Collected data entries:
#####
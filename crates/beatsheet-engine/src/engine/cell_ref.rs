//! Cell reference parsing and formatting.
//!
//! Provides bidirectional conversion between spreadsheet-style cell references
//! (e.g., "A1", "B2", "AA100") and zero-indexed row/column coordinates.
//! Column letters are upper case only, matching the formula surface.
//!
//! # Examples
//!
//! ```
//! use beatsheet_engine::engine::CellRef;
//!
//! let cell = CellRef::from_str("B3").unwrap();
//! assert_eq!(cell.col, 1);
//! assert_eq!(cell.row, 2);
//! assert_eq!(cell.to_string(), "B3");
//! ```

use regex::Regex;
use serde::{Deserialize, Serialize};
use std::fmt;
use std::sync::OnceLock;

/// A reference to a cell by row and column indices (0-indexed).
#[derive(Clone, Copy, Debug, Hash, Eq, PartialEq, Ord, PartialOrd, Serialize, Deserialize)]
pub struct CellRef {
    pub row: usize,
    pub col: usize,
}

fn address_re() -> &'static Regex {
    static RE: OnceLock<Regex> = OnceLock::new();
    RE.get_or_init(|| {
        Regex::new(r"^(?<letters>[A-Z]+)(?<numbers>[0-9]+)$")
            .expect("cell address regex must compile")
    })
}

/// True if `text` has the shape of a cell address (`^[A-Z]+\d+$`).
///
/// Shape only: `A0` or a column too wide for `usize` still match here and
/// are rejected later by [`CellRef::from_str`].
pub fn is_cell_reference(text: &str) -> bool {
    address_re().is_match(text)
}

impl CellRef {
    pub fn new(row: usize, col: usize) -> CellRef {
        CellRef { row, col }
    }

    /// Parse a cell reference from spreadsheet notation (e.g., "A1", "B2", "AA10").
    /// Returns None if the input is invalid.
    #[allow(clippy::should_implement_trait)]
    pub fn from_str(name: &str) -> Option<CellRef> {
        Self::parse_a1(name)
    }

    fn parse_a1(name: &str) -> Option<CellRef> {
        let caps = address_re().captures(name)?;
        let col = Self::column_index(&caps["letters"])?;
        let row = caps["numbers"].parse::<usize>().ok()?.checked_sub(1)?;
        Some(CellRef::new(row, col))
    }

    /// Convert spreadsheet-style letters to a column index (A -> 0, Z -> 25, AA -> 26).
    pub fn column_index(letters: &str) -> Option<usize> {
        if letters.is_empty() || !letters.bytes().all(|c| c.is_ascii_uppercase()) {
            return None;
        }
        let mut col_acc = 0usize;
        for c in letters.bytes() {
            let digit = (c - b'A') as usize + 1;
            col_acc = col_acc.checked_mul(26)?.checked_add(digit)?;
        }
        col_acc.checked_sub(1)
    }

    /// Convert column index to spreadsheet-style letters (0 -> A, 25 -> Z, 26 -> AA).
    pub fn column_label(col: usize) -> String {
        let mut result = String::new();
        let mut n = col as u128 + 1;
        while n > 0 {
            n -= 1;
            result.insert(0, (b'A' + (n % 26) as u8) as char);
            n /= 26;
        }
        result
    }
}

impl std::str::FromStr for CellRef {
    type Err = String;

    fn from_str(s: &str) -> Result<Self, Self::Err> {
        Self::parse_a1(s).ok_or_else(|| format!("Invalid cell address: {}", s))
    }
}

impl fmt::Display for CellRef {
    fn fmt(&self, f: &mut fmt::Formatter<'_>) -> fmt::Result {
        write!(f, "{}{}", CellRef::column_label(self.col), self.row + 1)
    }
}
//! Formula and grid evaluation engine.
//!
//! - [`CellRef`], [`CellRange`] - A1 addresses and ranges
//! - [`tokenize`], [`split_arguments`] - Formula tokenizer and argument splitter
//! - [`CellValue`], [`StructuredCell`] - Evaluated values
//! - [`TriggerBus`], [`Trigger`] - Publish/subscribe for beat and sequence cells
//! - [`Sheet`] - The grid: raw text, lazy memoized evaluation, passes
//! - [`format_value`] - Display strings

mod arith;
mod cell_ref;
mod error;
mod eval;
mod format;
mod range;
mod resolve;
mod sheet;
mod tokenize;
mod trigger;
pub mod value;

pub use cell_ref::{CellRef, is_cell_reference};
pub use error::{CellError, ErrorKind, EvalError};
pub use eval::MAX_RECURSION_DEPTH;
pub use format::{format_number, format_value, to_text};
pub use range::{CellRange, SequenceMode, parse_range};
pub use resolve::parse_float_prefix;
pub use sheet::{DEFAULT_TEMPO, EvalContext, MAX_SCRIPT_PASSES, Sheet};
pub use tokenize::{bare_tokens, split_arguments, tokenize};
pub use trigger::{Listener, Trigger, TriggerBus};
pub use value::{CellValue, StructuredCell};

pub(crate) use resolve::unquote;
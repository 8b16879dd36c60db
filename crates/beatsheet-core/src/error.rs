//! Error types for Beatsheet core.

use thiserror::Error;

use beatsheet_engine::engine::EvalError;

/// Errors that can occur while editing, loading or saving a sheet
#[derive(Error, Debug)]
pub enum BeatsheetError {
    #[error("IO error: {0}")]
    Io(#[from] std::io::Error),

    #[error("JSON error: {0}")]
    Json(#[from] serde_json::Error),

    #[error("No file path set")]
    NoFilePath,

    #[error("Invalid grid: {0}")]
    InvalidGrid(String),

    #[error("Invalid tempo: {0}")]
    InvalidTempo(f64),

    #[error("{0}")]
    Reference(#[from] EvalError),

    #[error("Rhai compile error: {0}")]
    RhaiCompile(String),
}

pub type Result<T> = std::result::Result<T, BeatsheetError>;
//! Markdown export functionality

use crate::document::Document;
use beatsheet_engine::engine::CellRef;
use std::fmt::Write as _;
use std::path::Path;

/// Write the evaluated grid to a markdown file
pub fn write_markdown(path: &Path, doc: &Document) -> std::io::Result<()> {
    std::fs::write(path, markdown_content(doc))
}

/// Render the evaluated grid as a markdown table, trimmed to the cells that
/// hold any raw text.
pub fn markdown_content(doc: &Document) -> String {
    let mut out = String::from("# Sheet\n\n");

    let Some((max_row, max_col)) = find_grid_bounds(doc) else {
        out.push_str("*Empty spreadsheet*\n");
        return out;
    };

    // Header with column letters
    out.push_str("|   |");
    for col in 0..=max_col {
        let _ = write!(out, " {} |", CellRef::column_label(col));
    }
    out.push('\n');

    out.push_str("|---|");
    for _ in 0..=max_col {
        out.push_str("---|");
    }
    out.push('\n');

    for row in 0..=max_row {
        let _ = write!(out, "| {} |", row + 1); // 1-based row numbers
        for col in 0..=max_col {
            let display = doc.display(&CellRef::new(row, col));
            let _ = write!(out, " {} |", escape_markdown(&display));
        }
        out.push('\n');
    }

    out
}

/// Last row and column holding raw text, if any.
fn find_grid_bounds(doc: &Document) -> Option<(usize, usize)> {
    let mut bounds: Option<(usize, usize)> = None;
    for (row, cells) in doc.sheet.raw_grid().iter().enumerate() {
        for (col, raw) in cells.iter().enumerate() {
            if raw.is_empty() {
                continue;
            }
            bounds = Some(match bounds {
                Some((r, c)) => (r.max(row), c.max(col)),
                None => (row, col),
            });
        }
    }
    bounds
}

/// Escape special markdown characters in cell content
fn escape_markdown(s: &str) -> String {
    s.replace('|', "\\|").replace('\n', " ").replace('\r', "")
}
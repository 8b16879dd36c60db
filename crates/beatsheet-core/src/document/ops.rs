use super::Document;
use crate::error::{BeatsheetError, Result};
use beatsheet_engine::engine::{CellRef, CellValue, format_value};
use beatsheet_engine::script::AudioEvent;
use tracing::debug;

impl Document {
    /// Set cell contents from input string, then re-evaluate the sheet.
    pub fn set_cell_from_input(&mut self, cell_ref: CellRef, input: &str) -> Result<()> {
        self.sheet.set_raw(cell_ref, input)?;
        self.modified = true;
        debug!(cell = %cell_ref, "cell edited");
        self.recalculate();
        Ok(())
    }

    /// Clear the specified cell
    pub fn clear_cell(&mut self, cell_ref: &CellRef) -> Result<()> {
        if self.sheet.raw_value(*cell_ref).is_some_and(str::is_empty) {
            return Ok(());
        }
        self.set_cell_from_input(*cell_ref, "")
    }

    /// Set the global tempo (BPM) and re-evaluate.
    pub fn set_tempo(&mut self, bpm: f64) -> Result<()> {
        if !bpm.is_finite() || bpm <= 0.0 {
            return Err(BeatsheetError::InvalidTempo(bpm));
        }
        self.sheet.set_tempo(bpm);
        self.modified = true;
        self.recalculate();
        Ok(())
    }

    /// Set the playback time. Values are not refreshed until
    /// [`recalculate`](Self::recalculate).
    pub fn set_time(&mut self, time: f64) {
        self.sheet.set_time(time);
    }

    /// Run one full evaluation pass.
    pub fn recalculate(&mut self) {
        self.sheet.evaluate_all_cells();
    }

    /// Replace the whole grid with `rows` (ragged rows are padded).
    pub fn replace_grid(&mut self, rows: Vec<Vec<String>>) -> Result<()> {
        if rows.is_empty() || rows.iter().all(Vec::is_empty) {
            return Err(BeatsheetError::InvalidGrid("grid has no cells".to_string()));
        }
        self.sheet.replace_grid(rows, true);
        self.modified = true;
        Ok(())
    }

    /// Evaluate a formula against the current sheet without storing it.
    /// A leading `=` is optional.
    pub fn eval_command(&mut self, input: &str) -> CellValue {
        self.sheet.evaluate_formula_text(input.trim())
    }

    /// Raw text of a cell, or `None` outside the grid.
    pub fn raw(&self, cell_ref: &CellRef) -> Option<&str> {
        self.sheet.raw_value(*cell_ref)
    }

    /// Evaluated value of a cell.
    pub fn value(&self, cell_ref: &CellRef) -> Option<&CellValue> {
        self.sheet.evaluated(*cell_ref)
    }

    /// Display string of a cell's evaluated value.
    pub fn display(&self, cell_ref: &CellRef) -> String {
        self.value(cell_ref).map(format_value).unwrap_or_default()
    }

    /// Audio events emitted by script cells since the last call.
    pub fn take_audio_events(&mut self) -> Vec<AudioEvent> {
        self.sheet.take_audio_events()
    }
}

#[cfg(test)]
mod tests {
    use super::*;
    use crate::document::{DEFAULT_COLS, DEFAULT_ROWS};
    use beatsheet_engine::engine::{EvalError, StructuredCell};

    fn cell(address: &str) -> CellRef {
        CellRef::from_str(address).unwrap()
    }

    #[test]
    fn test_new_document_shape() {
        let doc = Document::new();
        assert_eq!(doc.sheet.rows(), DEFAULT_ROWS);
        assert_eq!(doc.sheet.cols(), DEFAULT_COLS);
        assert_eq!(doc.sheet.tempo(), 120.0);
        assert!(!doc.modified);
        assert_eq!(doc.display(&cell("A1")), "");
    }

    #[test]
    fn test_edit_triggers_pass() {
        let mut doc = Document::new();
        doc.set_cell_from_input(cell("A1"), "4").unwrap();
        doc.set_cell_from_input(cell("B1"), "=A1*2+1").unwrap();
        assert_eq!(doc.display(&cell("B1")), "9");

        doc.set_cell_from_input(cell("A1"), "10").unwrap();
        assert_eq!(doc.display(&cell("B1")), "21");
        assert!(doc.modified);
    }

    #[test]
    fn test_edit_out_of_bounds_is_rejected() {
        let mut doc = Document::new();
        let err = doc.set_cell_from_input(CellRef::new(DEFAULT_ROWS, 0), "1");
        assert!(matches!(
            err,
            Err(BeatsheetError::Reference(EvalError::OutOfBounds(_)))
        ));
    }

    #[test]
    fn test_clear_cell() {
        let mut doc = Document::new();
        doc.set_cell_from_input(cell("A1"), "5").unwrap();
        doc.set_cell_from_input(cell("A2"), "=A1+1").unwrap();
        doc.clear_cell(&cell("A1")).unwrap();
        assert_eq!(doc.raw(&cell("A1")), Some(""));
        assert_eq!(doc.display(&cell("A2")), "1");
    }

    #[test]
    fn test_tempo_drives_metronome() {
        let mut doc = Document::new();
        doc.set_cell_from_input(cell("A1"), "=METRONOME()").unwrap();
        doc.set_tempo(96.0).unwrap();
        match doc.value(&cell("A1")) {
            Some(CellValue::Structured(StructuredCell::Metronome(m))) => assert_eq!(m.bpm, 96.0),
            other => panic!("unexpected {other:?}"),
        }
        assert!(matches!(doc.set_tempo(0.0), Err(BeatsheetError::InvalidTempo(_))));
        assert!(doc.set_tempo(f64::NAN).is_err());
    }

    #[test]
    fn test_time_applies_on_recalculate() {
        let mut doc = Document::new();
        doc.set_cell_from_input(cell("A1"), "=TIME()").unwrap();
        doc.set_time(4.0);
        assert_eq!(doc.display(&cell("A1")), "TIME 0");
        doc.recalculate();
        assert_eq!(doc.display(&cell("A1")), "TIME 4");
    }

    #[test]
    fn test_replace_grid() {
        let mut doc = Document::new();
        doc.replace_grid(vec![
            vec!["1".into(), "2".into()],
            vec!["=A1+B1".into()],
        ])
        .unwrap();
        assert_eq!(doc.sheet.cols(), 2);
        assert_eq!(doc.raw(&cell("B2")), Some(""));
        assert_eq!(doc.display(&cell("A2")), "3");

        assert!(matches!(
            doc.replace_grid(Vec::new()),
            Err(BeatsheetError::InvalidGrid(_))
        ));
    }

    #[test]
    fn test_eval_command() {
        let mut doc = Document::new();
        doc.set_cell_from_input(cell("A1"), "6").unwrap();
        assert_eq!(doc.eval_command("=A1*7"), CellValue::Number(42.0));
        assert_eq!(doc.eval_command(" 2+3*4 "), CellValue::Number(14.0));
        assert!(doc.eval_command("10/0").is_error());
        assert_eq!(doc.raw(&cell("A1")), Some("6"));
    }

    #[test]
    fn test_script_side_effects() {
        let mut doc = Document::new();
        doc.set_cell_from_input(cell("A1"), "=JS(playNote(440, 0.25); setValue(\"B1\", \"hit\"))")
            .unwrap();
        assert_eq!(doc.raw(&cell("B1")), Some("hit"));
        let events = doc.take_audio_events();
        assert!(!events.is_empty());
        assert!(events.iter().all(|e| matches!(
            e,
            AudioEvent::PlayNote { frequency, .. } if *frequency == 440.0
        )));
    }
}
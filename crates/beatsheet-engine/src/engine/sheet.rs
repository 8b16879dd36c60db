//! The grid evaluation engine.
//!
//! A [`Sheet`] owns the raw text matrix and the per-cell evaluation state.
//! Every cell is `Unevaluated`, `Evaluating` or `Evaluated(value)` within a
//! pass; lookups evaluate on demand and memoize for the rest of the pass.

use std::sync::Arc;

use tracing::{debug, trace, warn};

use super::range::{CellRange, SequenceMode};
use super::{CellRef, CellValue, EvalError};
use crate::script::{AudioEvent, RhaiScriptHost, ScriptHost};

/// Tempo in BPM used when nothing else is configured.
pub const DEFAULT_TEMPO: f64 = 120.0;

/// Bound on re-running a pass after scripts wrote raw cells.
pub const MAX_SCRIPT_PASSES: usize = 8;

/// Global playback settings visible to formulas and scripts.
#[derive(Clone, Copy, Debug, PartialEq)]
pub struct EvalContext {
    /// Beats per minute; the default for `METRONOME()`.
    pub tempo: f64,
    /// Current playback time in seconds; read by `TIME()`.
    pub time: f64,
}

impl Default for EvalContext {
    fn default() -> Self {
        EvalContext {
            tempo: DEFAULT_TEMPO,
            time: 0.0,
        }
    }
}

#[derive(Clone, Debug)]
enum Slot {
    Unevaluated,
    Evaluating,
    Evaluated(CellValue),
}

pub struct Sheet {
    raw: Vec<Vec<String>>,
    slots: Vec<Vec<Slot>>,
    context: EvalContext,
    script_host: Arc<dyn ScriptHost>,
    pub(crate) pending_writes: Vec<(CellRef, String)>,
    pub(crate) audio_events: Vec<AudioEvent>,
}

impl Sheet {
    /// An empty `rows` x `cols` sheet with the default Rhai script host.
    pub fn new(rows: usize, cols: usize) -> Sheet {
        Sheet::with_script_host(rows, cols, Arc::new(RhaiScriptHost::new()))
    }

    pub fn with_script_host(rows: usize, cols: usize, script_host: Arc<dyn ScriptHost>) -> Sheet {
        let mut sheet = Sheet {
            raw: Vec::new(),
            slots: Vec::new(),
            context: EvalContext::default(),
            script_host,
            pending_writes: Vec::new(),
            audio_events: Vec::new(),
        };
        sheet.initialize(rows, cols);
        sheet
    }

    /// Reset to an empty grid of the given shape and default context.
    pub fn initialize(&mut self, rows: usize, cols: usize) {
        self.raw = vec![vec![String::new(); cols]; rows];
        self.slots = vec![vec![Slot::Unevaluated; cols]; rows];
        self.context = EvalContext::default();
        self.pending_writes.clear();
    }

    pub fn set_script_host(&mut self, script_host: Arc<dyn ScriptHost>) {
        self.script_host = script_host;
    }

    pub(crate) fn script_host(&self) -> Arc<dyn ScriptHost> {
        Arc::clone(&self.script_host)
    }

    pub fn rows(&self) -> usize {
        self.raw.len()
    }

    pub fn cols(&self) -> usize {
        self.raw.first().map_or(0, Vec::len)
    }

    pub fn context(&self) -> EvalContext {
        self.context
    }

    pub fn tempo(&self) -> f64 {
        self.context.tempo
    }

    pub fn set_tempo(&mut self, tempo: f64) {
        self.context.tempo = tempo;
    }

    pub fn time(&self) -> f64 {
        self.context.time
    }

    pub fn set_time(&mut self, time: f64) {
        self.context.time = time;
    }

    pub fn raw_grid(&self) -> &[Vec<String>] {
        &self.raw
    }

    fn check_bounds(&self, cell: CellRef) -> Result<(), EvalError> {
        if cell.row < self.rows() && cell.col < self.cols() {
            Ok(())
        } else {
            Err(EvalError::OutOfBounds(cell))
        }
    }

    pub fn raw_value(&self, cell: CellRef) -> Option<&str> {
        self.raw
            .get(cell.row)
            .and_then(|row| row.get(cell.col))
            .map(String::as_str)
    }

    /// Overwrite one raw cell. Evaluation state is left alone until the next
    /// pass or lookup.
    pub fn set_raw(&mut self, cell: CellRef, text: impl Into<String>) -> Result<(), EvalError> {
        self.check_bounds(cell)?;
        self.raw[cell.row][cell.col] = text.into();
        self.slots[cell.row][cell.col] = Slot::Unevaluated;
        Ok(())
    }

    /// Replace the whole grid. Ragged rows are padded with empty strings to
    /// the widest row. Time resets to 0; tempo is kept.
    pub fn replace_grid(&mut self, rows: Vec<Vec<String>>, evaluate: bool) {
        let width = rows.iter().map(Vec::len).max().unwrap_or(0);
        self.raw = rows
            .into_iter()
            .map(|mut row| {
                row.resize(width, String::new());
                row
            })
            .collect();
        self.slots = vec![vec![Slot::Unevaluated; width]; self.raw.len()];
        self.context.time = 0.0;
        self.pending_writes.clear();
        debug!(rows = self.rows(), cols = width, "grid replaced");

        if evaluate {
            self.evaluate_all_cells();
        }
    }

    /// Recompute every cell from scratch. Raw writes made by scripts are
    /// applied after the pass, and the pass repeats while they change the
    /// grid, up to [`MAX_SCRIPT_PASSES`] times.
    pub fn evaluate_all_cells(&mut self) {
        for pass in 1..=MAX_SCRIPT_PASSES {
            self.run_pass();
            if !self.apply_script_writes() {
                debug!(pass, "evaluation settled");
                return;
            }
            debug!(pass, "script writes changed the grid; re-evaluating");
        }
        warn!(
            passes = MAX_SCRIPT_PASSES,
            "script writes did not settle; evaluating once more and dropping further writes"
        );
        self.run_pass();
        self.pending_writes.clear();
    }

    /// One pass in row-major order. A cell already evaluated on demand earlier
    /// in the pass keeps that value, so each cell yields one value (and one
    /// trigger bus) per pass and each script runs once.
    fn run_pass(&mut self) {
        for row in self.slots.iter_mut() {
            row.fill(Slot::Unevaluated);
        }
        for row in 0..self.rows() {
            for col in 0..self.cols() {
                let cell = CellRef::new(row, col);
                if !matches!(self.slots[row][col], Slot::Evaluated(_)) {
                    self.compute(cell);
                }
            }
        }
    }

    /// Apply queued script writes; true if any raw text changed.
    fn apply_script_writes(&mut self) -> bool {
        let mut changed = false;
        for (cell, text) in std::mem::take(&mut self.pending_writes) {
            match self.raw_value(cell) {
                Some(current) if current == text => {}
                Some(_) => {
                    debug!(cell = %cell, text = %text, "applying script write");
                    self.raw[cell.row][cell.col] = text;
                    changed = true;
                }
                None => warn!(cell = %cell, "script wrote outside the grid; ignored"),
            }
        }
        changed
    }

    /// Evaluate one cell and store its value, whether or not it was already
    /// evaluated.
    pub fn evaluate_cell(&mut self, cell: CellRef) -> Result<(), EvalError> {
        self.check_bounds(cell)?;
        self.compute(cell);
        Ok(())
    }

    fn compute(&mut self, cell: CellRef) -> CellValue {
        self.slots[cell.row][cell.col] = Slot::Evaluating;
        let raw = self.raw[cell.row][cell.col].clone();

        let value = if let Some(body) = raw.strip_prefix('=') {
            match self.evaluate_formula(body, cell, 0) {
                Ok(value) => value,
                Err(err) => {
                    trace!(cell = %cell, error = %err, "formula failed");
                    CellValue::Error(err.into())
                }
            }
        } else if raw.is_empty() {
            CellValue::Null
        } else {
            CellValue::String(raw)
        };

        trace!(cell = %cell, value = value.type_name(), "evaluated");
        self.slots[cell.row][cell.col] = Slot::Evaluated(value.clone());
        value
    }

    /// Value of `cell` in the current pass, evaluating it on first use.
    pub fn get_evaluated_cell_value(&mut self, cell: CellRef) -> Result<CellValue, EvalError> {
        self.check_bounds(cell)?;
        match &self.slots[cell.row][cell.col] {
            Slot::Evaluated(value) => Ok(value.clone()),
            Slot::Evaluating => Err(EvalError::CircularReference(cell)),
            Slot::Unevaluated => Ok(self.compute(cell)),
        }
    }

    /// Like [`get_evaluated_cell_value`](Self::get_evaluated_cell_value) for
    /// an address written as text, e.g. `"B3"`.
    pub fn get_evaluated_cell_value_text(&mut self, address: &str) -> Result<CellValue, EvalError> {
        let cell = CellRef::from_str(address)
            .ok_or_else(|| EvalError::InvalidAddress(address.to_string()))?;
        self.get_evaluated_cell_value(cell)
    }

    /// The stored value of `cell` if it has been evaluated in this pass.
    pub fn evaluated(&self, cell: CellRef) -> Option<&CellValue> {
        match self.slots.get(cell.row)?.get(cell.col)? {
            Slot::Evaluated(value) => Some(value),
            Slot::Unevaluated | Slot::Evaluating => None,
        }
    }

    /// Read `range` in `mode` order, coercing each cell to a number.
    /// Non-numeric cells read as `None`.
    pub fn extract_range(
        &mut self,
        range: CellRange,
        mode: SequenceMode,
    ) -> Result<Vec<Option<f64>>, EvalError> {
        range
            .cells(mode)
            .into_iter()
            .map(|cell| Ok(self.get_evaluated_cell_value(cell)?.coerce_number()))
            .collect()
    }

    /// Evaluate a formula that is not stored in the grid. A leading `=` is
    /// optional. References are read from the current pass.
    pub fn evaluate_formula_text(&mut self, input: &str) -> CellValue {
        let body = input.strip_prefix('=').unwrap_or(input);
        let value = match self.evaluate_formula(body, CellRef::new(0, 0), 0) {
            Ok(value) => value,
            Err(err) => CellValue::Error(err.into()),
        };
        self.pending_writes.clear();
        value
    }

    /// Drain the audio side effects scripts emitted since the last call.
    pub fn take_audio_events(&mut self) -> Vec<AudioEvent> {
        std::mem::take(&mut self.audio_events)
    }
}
#####
:: Work order ::
Working through the entries above, copy every line in which "emitted" is found.

:: Exercise result ::
    /// Audio events emitted by script cells since the last call.
    /// Drain the audio side effects scripts emitted since the last call.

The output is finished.